Le Montana, par exemple, est célèbre pour sa chasse au cerf. La MDC y a été détectée pour la première fois dans la nature en 2017 et s’est désormais répandue dans une grande partie de l’État. Malgré les avertissements et les tests gratuits, les responsables de la faune du Montana n’ont pas constaté beaucoup d’inquiétude parmi les chasseurs. « Nous n’avons pas constaté de diminution de la chasse au cerf à cause de cela », a déclaré Brian Wakeling, chef du bureau de gestion de la faune du Département de la pêche, de la faune et des parcs du Montana. En 2022, les chasseurs du Montana ont tué près de 88 000 cerfs. Seuls 5 941 échantillons ont été prélevés, et 253 d’entre eux se sont révélés positifs.
Les experts estiment qu’un test rapide augmenterait considérablement le nombre d’animaux testés et contribuerait à prévenir les retombées.
En raison de l’importance des cerfs pour les peuples autochtones, plusieurs nations tribales du Minnesota travaillent avec des experts de l’Université du Minnesota pour trouver des moyens de surveiller et de gérer la maladie. « La menace et le potentiel de propagation de la MDC dans l’une de nos trois réserves ont la capacité d’avoir un impact négatif sur la culture Ojibwe et les traditions de chasse au cerf, qui fournissent du gibier à nos membres », a déclaré Doug McArthur, biologiste tribal de la White Earth Nation, dans une déclaration annonçant le programme. (Les autres groupes mentionnés sont la bande de Leech Lake des Ojibwe et la bande de Red Lake des Chippewa.) « Les tribus doivent être prêtes à élaborer un plan pour gérer et atténuer les effets de la MDC… afin de garantir que la pratique séculaire et culturellement significative de la récolte le cerf est préservé pour les générations futures.
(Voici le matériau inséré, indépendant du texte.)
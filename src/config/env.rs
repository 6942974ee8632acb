//! Environment variable configuration source.
//!
//! Reads every `ServerConfig` field from process environment variables,
//! falling back to the built-in defaults for anything unset. Parse failures
//! on numeric variables fall back to the default rather than aborting; the
//! validation pass in `mod.rs` catches genuinely unusable values.

use super::{ServerConfig, TlsConfig};
use std::path::PathBuf;

/// Read an optional string variable, treating empty strings as unset.
fn opt_var(name: &str) -> Option<String> {
    std::env::var(name).ok().filter(|v| !v.trim().is_empty())
}

/// Read a parseable variable, keeping `default` when unset or unparseable.
fn parsed_var<T: std::str::FromStr>(name: &str, default: T) -> T {
    opt_var(name)
        .and_then(|v| v.parse().ok())
        .unwrap_or(default)
}

/// Build a `ServerConfig` from the process environment.
pub(super) fn load_from_env() -> ServerConfig {
    let defaults = ServerConfig::default();

    let tls = match (opt_var("TLS_CERT_PATH"), opt_var("TLS_KEY_PATH")) {
        (Some(cert), Some(key)) => Some(TlsConfig {
            cert_path: PathBuf::from(cert),
            key_path: PathBuf::from(key),
        }),
        _ => None,
    };

    ServerConfig {
        host: opt_var("HOST").unwrap_or_else(|| defaults.host.clone()),
        port: parsed_var("PORT", defaults.port),
        tls,
        llm_base_url: opt_var("LLM_BASE_URL").unwrap_or_else(|| defaults.llm_base_url.clone()),
        llm_api_key: opt_var("LLM_API_KEY").or_else(|| opt_var("OPENAI_API_KEY")),
        llm_model: opt_var("LLM_MODEL").unwrap_or_else(|| defaults.llm_model.clone()),
        platform_base_url: opt_var("PLATFORM_BASE_URL")
            .unwrap_or_else(|| defaults.platform_base_url.clone()),
        platform_api_key: opt_var("PLATFORM_API_KEY"),
        crm_base_url: opt_var("CRM_BASE_URL").unwrap_or_else(|| defaults.crm_base_url.clone()),
        places_base_url: opt_var("PLACES_BASE_URL")
            .unwrap_or_else(|| defaults.places_base_url.clone()),
        places_api_key: opt_var("PLACES_API_KEY").or_else(|| opt_var("RAPID_API_KEY")),
        property_primary_base_url: opt_var("PROPERTY_PRIMARY_BASE_URL")
            .unwrap_or_else(|| defaults.property_primary_base_url.clone()),
        property_secondary_base_url: opt_var("PROPERTY_SECONDARY_BASE_URL")
            .unwrap_or_else(|| defaults.property_secondary_base_url.clone()),
        property_api_key: opt_var("PROPERTY_API_KEY").or_else(|| opt_var("RAPID_API_KEY")),
        assistant_name: opt_var("ASSISTANT_NAME")
            .unwrap_or_else(|| defaults.assistant_name.clone()),
        heartbeat_interval_secs: parsed_var(
            "HEARTBEAT_INTERVAL_SECS",
            defaults.heartbeat_interval_secs,
        ),
        receive_timeout_secs: parsed_var("RECEIVE_TIMEOUT_SECS", defaults.receive_timeout_secs),
        summary_retry_attempts: parsed_var(
            "SUMMARY_RETRY_ATTEMPTS",
            defaults.summary_retry_attempts,
        ),
        summary_retry_delay_secs: parsed_var(
            "SUMMARY_RETRY_DELAY_SECS",
            defaults.summary_retry_delay_secs,
        ),
        cache_ttl_seconds: opt_var("CACHE_TTL_SECONDS")
            .and_then(|v| v.parse().ok())
            .or(defaults.cache_ttl_seconds),
        cors_allowed_origins: opt_var("CORS_ALLOWED_ORIGINS"),
        rate_limit_requests_per_second: parsed_var(
            "RATE_LIMIT_REQUESTS_PER_SECOND",
            defaults.rate_limit_requests_per_second,
        ),
        rate_limit_burst_size: parsed_var("RATE_LIMIT_BURST_SIZE", defaults.rate_limit_burst_size),
        max_websocket_connections: opt_var("MAX_WEBSOCKET_CONNECTIONS")
            .and_then(|v| v.parse().ok()),
        max_connections_per_ip: parsed_var(
            "MAX_CONNECTIONS_PER_IP",
            defaults.max_connections_per_ip,
        ),
    }
}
Peter Larsen est professeur adjoint au Collège de médecine vétérinaire de l’Université du Minnesota et codirecteur du Minnesota Center for Prion Research and Outreach. Le centre a été créé pour étudier de nombreux aspects des prions dans le cadre des efforts déployés pour anticiper d’éventuelles retombées. « Notre mission est d’apprendre tout ce que nous pouvons non seulement sur la MDC, mais aussi sur d’autres maladies de type prion, notamment la maladie de Parkinson et la maladie d’Alzheimer », a-t-il déclaré. « Nous étudions la biologie et l’écologie » de la protéine mal repliée, a-t-il déclaré. « Comment les prions se déplacent-ils dans l’environnement ? Comment pouvons-nous contribuer à atténuer les risques et à améliorer la santé et le bien-être des animaux ?
Une partie de cette mission réside dans la nouvelle technologie destinée à rendre les tests plus rapides et plus faciles. Les chercheurs ont développé un moyen permettant aux chasseurs d’effectuer leurs propres tests, même si les résultats peuvent prendre des semaines. On espère que, d’ici deux ans, un test permettra de réduire le temps d’attente à trois ou quatre heures.
« Avec tout le pessimisme qui entoure la MDC, nous disposons de véritables solutions qui peuvent nous aider à combattre cette maladie de nouvelles manières », a déclaré Larsen. « Il y a un certain optimisme. »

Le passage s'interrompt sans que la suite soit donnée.